Chapitre 3.

LA CUISINE PAYSANNE QUOTIDIENNE

Les plats que nous vous avons présentés, souvent compliqués ou longs à préparer, sont surtout l'expression d'une cuisine de fête, ou citadine (des familles aisées ou de nombreux restaurants et auberges).

La nourriture de tous les jours, dans les fermes principalement, était moins sophistiquée et avant tout moins coûteuse. Les habitudes variant parfois de village à village, voire de ferme à ferme, ce chapitre tente de présenter une synthèse de divers témoignages obtenus en divers points de la Beauce, du Loiret à Etréchy. Les faits relatés semblent tous être connus et pratiqués en Beauce Etampoise ainsi que dans le sud du Hurepoix.

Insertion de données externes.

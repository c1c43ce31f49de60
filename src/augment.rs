//! Append the model score to a feature matrix
use crate::error::{Error, Result};
use crate::explanation::{ExplanationTable, TaskType};
use crate::matrix::FeatureMatrix;

/// Name of the appended score column
pub const SCORE_COLUMN: &str = "dr_score";

/// Appends the model score of every row as column [`SCORE_COLUMN`]
///
/// The score is `prediction` for regression tasks and `class_1_probability` for binary ones.
/// Row `i` of the matrix must describe the same instance as row `i` of the table.
#[derive(Clone, Copy, Debug, PartialEq)]
pub struct ScoreAugmenter {
    task: TaskType,
    enabled: bool,
}

impl ScoreAugmenter {
    pub fn new(task: TaskType) -> Self {
        ScoreAugmenter {
            task,
            enabled: true,
        }
    }

    /// A disabled augmenter returns matrices unchanged
    pub fn enabled(mut self, enabled: bool) -> Self {
        self.enabled = enabled;
        self
    }

    pub fn is_enabled(&self) -> bool {
        self.enabled
    }

    pub fn augment(&self, matrix: FeatureMatrix, table: &ExplanationTable) -> Result<FeatureMatrix> {
        if !self.enabled {
            return Ok(matrix);
        }
        if table.nrows() != matrix.nsamples() {
            return Err(Error::RowMismatch {
                expected: matrix.nsamples(),
                found: table.nrows(),
            });
        }

        let scores = table.score(self.task)?;
        matrix.with_column(SCORE_COLUMN, &scores)
    }
}

#[cfg(test)]
mod tests {
    use super::*;
    use crate::explanation::{ExplanationRow, Reason};
    use crate::vectorize::Vectorizer;
    use crate::ParamGuard;
    use ndarray::array;

    fn table(task: TaskType) -> ExplanationTable {
        let rows = (0..3)
            .map(|i| ExplanationRow {
                row_id: i,
                prediction: Some(10. * i as f64),
                class_1_probability: Some(0.25 * i as f64),
                reasons: vec![Reason::new("a", 1., 1.)],
            })
            .collect::<Vec<_>>();
        ExplanationTable::from_rows(task, 1, &rows)
    }

    fn matrix(task: TaskType, table: &ExplanationTable) -> FeatureMatrix {
        Vectorizer::params(task)
            .n_reasons(1)
            .check_unwrap()
            .vectorize(table)
            .unwrap()
    }

    #[test]
    fn regression_uses_prediction() {
        let table = table(TaskType::Regression);
        let augmented = ScoreAugmenter::new(TaskType::Regression)
            .augment(matrix(TaskType::Regression, &table), &table)
            .unwrap();

        assert_eq!(augmented.feature_names(), &["a", SCORE_COLUMN]);
        assert_eq!(augmented.column(SCORE_COLUMN).unwrap(), array![0., 10., 20.]);
    }

    #[test]
    fn binary_uses_class_1_probability() {
        let table = table(TaskType::Binary);
        let augmented = ScoreAugmenter::new(TaskType::Binary)
            .augment(matrix(TaskType::Binary, &table), &table)
            .unwrap();

        assert_eq!(augmented.column(SCORE_COLUMN).unwrap(), array![0., 0.25, 0.5]);
    }

    #[test]
    fn disabled_is_a_no_op() {
        let table = table(TaskType::Binary);
        let before = matrix(TaskType::Binary, &table);
        let after = ScoreAugmenter::new(TaskType::Binary)
            .enabled(false)
            .augment(before.clone(), &table)
            .unwrap();
        assert_eq!(before, after);
    }

    #[test]
    fn rows_must_align() {
        let table = table(TaskType::Binary);
        let short = ExplanationTable::from(table.frame().select_rows(&[0, 1]));
        let res = ScoreAugmenter::new(TaskType::Binary).augment(matrix(TaskType::Binary, &table), &short);
        assert!(matches!(
            res,
            Err(Error::RowMismatch {
                expected: 3,
                found: 2
            })
        ));
    }
}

Que mangeait-on à la campagne ?

Rappelons tout d'abord que chaque ferme avait de quoi assurer sa subsistance, notamment son potager et son verger ; les fruits, consommés crus, en compote (fruits bien mûrs) ou en confiture et les légumes étaient une des bases de l'alimentation.

On semait traditionnellement les pommes de terre à la St-Georges et à la récolte on réservait les plus grosses pour la vente, les petites étaient consommées à la ferme (ragoût) ou données aux cochons. Bien souvent, l'hiver, légumes secs, choux et pommes de terre formaient le plat unique.

Les petites fermes possédaient toutes leurs vaches, (le lait ne manquait point et servait entre autres choses â la fabrication du fromage) et leurs chèvres. Les grandes fermes, de plus, élevaient leurs moutons et les agneaux de Pâques beaucerons acquirent une certaine réputation. Ces agneaux qui ne mangeaient que des chaumes, avaient une chaire maigre (peu de gras).

Ajoutons la basse-cour et les lapins, ainsi que les inévitables cochons dont l'abattage donnait lieu à des réjouissances. Les abeilles, comme en Gâtinais, butinaient le sainfoin et donnaient un excellent miel ; chaque ferme possédait ses ruches. N'oublions pas la fabrication du cidre...

Au village, bien sûr, l'épicier vendait vin, poisson (forte - consommation de morue séchée, qui, remplaça tardivement les harengs et maquereaux salés, uniques poissons consommés depuis le Moyen-Age), fruits et légumes secs apportés de Paris ou du Val de Loire.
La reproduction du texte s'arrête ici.